Un estudio llevado a cabo en la Universidad de Sussex demuestra que la multitarea está asociada con perjuicios psicosociales y cognitivos, como la depresión y la ansiedad. Nuestro cerebro se da cuenta de que hacer más no significa, necesariamente, hacerlo mejor. El cambio constante de una tarea a otra le exige al cerebro mucha más energía que la que consumiría si estuviera concentrado realizando una única actividad. Esto provoca que el lóbulo prefrontal, encargado de las funciones ejecutivas, se sobrecargue con más facilidad y acumule fatiga mental. Esto, a su vez, provoca que disminuya la capacidad de retener información y se cometan más errores al desarrollar las distintas tareas.
Quizás nuestra sensación de agobio no derive tanto de una falta objetiva de tiempo como de la ausencia de un horizonte antropológico que de sentido a lo que hacemos
En teoría, podríamos delegar algunas de estas tareas en las máquinas.

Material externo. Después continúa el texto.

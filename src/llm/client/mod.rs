//! LLM client for analysis planning.
//!
//! Supports the OpenAI chat completions API and Google's Gemini
//! generateContent API.

mod config;
pub mod prompts;

use std::collections::VecDeque;
use std::sync::Mutex;
use std::time::Duration;

use async_trait::async_trait;
use reqwest::Client;
use serde::{Deserialize, Serialize};
use thiserror::Error;
use tracing::debug;

pub use config::{LlmConfig, LlmProvider};

/// Completion backend used by the analyst service.
#[async_trait]
pub trait LlmBackend: Send + Sync {
    /// Provider answering the prompts.
    fn provider(&self) -> LlmProvider;

    /// Send a single-turn prompt and return the model's text reply.
    async fn complete(&self, prompt: &str) -> Result<String, LlmError>;
}

/// HTTP client for a hosted LLM provider.
pub struct LlmClient {
    config: LlmConfig,
    client: Client,
}

/// OpenAI chat completions request format.
#[derive(Debug, Serialize)]
struct ChatRequest<'a> {
    model: &'a str,
    messages: Vec<ChatMessage<'a>>,
    temperature: f32,
    max_tokens: u32,
}

#[derive(Debug, Serialize)]
struct ChatMessage<'a> {
    role: &'a str,
    content: &'a str,
}

#[derive(Debug, Deserialize)]
struct ChatResponse {
    #[serde(default)]
    choices: Vec<ChatChoice>,
}

#[derive(Debug, Deserialize)]
struct ChatChoice {
    message: ChatResponseMessage,
}

#[derive(Debug, Deserialize)]
struct ChatResponseMessage {
    content: Option<String>,
}

/// Gemini generateContent request format.
#[derive(Debug, Serialize)]
struct GeminiRequest<'a> {
    contents: Vec<GeminiContent<'a>>,
    #[serde(rename = "generationConfig")]
    generation_config: GeminiGenerationConfig,
}

#[derive(Debug, Serialize)]
struct GeminiContent<'a> {
    parts: Vec<GeminiPart<'a>>,
}

#[derive(Debug, Serialize)]
struct GeminiPart<'a> {
    text: &'a str,
}

#[derive(Debug, Serialize)]
struct GeminiGenerationConfig {
    temperature: f32,
    #[serde(rename = "maxOutputTokens")]
    max_output_tokens: u32,
}

#[derive(Debug, Deserialize)]
struct GeminiResponse {
    candidates: Option<Vec<GeminiCandidate>>,
}

#[derive(Debug, Deserialize)]
struct GeminiCandidate {
    content: GeminiResponseContent,
}

#[derive(Debug, Deserialize)]
struct GeminiResponseContent {
    #[serde(default)]
    parts: Vec<GeminiResponsePart>,
}

#[derive(Debug, Deserialize)]
struct GeminiResponsePart {
    text: Option<String>,
}

impl LlmClient {
    /// Create a new LLM client with the given configuration.
    pub fn new(config: LlmConfig) -> Result<Self, LlmError> {
        let client = Client::builder()
            .timeout(Duration::from_secs(config.request_timeout_secs))
            .build()
            .map_err(|e| LlmError::Connection(e.to_string()))?;

        Ok(Self { config, client })
    }

    fn api_key(&self) -> Result<&str, LlmError> {
        self.config
            .api_key
            .as_deref()
            .filter(|k| !k.trim().is_empty())
            .ok_or(LlmError::MissingApiKey(self.config.provider))
    }

    /// Call the OpenAI chat completions API.
    async fn call_openai(&self, prompt: &str) -> Result<String, LlmError> {
        let api_key = self.api_key()?;
        let request = ChatRequest {
            model: self.config.model(),
            messages: vec![ChatMessage {
                role: "user",
                content: prompt,
            }],
            temperature: self.config.temperature,
            max_tokens: self.config.max_tokens,
        };

        let url = format!("{}/v1/chat/completions", self.config.endpoint());
        let resp = self
            .client
            .post(&url)
            .bearer_auth(api_key)
            .json(&request)
            .send()
            .await
            .map_err(|e| LlmError::Connection(e.to_string()))?;

        if !resp.status().is_success() {
            let status = resp.status().as_u16();
            let body = resp.text().await.unwrap_or_default();
            return Err(LlmError::Api { status, body });
        }

        let chat: ChatResponse = resp
            .json()
            .await
            .map_err(|e| LlmError::Parse(e.to_string()))?;

        chat.choices
            .into_iter()
            .next()
            .and_then(|c| c.message.content)
            .filter(|text| !text.trim().is_empty())
            .ok_or(LlmError::Empty)
    }

    /// Call the Gemini generateContent API.
    async fn call_gemini(&self, prompt: &str) -> Result<String, LlmError> {
        let api_key = self.api_key()?;
        let request = GeminiRequest {
            contents: vec![GeminiContent {
                parts: vec![GeminiPart { text: prompt }],
            }],
            generation_config: GeminiGenerationConfig {
                temperature: self.config.temperature,
                max_output_tokens: self.config.max_tokens,
            },
        };

        let url = format!(
            "{}/v1beta/models/{}:generateContent",
            self.config.endpoint(),
            self.config.model()
        );
        let resp = self
            .client
            .post(&url)
            .query(&[("key", api_key)])
            .json(&request)
            .send()
            .await
            .map_err(|e| LlmError::Connection(e.to_string()))?;

        if !resp.status().is_success() {
            let status = resp.status().as_u16();
            let body = resp.text().await.unwrap_or_default();
            return Err(LlmError::Api { status, body });
        }

        let gemini: GeminiResponse = resp
            .json()
            .await
            .map_err(|e| LlmError::Parse(e.to_string()))?;

        let text: String = gemini
            .candidates
            .and_then(|c| c.into_iter().next())
            .map(|c| {
                c.content
                    .parts
                    .into_iter()
                    .filter_map(|p| p.text)
                    .collect::<Vec<_>>()
                    .join("")
            })
            .unwrap_or_default();

        if text.trim().is_empty() {
            return Err(LlmError::Empty);
        }
        Ok(text)
    }
}

#[async_trait]
impl LlmBackend for LlmClient {
    fn provider(&self) -> LlmProvider {
        self.config.provider
    }

    async fn complete(&self, prompt: &str) -> Result<String, LlmError> {
        debug!(
            provider = %self.config.provider,
            model = self.config.model(),
            prompt_chars = prompt.len(),
            "Requesting completion"
        );
        match self.config.provider {
            LlmProvider::OpenAI => self.call_openai(prompt).await,
            LlmProvider::Gemini => self.call_gemini(prompt).await,
        }
    }
}

/// Scripted backend that replays canned replies in order.
///
/// Used by tests and for exercising the service without network access.
#[derive(Default)]
pub struct MockLlmClient {
    replies: Mutex<VecDeque<Result<String, LlmError>>>,
    prompts: Mutex<Vec<String>>,
}

impl MockLlmClient {
    pub fn new() -> Self {
        Self::default()
    }

    /// Queue a successful reply.
    pub fn with_reply(self, reply: impl Into<String>) -> Self {
        self.push(Ok(reply.into()));
        self
    }

    /// Queue a failure.
    pub fn with_error(self, error: LlmError) -> Self {
        self.push(Err(error));
        self
    }

    fn push(&self, reply: Result<String, LlmError>) {
        if let Ok(mut replies) = self.replies.lock() {
            replies.push_back(reply);
        }
    }

    /// Prompts received so far.
    pub fn prompts(&self) -> Vec<String> {
        self.prompts.lock().map(|p| p.clone()).unwrap_or_default()
    }
}

#[async_trait]
impl LlmBackend for MockLlmClient {
    fn provider(&self) -> LlmProvider {
        LlmProvider::OpenAI
    }

    async fn complete(&self, prompt: &str) -> Result<String, LlmError> {
        if let Ok(mut prompts) = self.prompts.lock() {
            prompts.push(prompt.to_string());
        }
        self.replies
            .lock()
            .ok()
            .and_then(|mut r| r.pop_front())
            .unwrap_or(Err(LlmError::Empty))
    }
}

/// Errors that can occur during LLM operations.
#[derive(Debug, Error)]
pub enum LlmError {
    /// Failed to connect to LLM service
    #[error("Connection error: {0}")]
    Connection(String),
    /// API returned an error status
    #[error("API error (HTTP {status}): {body}")]
    Api { status: u16, body: String },
    /// Failed to parse response
    #[error("Parse error: {0}")]
    Parse(String),
    /// Response contained no text
    #[error("LLM returned an empty response")]
    Empty,
    /// No API key configured for the provider
    #[error("No API key configured for provider {0}")]
    MissingApiKey(LlmProvider),
}

#[cfg(test)]
mod tests {
    use super::*;
    use httpmock::prelude::*;
    use serde_json::json;

    #[tokio::test]
    async fn test_openai_request_shape() {
        let server = MockServer::start_async().await;
        let mock = server
            .mock_async(|when, then| {
                when.method(POST)
                    .path("/v1/chat/completions")
                    .header("authorization", "Bearer sk-test")
                    .json_body_partial(r#"{"model": "gpt-4o-mini", "max_tokens": 1500}"#);
                then.status(200).json_body(json!({
                    "choices": [{"message": {"role": "assistant", "content": "{\"steps\": []}"}}]
                }));
            })
            .await;

        let config = LlmConfig::default()
            .with_endpoint(&server.base_url())
            .with_api_key("sk-test")
            .with_model("gpt-4o-mini");
        let client = LlmClient::new(config).unwrap();
        let reply = client.complete("plan this").await.unwrap();

        assert_eq!(reply, "{\"steps\": []}");
        mock.assert_async().await;
    }

    #[tokio::test]
    async fn test_gemini_joins_parts() {
        let server = MockServer::start_async().await;
        let mock = server
            .mock_async(|when, then| {
                when.method(POST)
                    .path("/v1beta/models/gemini-1.5-pro:generateContent")
                    .query_param("key", "g-key");
                then.status(200).json_body(json!({
                    "candidates": [{"content": {"parts": [{"text": "{\"a\":"}, {"text": " 1}"}]}}]
                }));
            })
            .await;

        let config = LlmConfig {
            provider: LlmProvider::Gemini,
            ..LlmConfig::default()
        }
        .with_endpoint(&server.base_url())
        .with_api_key("g-key");
        let client = LlmClient::new(config).unwrap();

        assert_eq!(client.complete("x").await.unwrap(), "{\"a\": 1}");
        mock.assert_async().await;
    }

    #[tokio::test]
    async fn test_api_error_status() {
        let server = MockServer::start_async().await;
        server
            .mock_async(|when, then| {
                when.method(POST).path("/v1/chat/completions");
                then.status(429).body("rate limited");
            })
            .await;

        let config = LlmConfig::default()
            .with_endpoint(&server.base_url())
            .with_api_key("sk-test");
        let client = LlmClient::new(config).unwrap();

        match client.complete("x").await {
            Err(LlmError::Api { status, body }) => {
                assert_eq!(status, 429);
                assert_eq!(body, "rate limited");
            }
            other => panic!("expected API error, got {other:?}"),
        }
    }

    #[tokio::test]
    async fn test_missing_key() {
        let client = LlmClient::new(LlmConfig::default()).unwrap();
        assert!(matches!(
            client.complete("x").await,
            Err(LlmError::MissingApiKey(LlmProvider::OpenAI))
        ));
    }

    #[tokio::test]
    async fn test_mock_replays_in_order() {
        let mock = MockLlmClient::new()
            .with_reply("first")
            .with_error(LlmError::Empty);
        assert_eq!(mock.complete("a").await.unwrap(), "first");
        assert!(mock.complete("b").await.is_err());
        assert_eq!(mock.prompts(), vec!["a", "b"]);
    }
}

Sería cuestión de organizarnos bien. Y, sin embargo, algo falla.
Una cuestión de sentido
Decía el psiquiatra austríaco Viktor Frankl que “la vida nunca se vuelve insoportable por las circunstancias, sino solo por la falta de sentido y propósito”. Unas palabras que cobran todavía más fuerza si tenemos en cuenta que el Dr. Frankl fue un superviviente del Holocausto nazi y comprobó, de primera mano, que “es la vida como tal la que cuestiona al ser humano. Éste no tiene nada que preguntar, es más bien el preguntado por la vida, el que tiene que responder a la vida y responsabilizarse ante ella. A quien conoce el sentido de su vida, este conocimiento le ayudará más que cualquier otra cosa a superar las dificultades externas y las aflicciones internas”.
Aplicando estas palabras al uso del tiempo, podríamos concluir que quizás nuestra sensación de agobio no derive tanto de una cuestión objetiva como de la ausencia de un horizonte antropológico sólido: estamos tan ocupados haciéndonos la existencia más cómoda y llevadera –o intentándolo–, que se nos ha olvidado preguntarnos con qué queremos llenarla, qué puede darle sentido. Sin embargo, si no se contesta a esta pregunta, la ansiedad y el caos interior acaban por consumirnos.
Dice el filósofo coreano Byung-Chul Han, recientemente galardonado con el premio Princesa de Asturias, que “la vida se degrada cuando se convierte en un proyecto que uno tiene que optimizar sin cesar”.
A diferencia de lo que ocurre en Momo, donde son los Hombres Grises quienes roban el tiempo a los demás, en la sociedad actual solemos ser más bien nosotros mismos quienes nos lo sustraemos: con la intención de hacerlo rendir más, es fácil caer en un frenetismo que acaba por dejarnos exhaustos. Suspiramos por tener tiempo libre, pero al mismo tiempo lo evitamos, porque nos aterra la falta de sentido vital que podría revelar.
Por eso, si queremos recuperar una relación amigable y fructífera con nuestro tiempo, debemos pararnos; pararnos a contestar a la cuestión del sentido. Si no, solo seguiremos alimentando a nuestro particular hombre gris.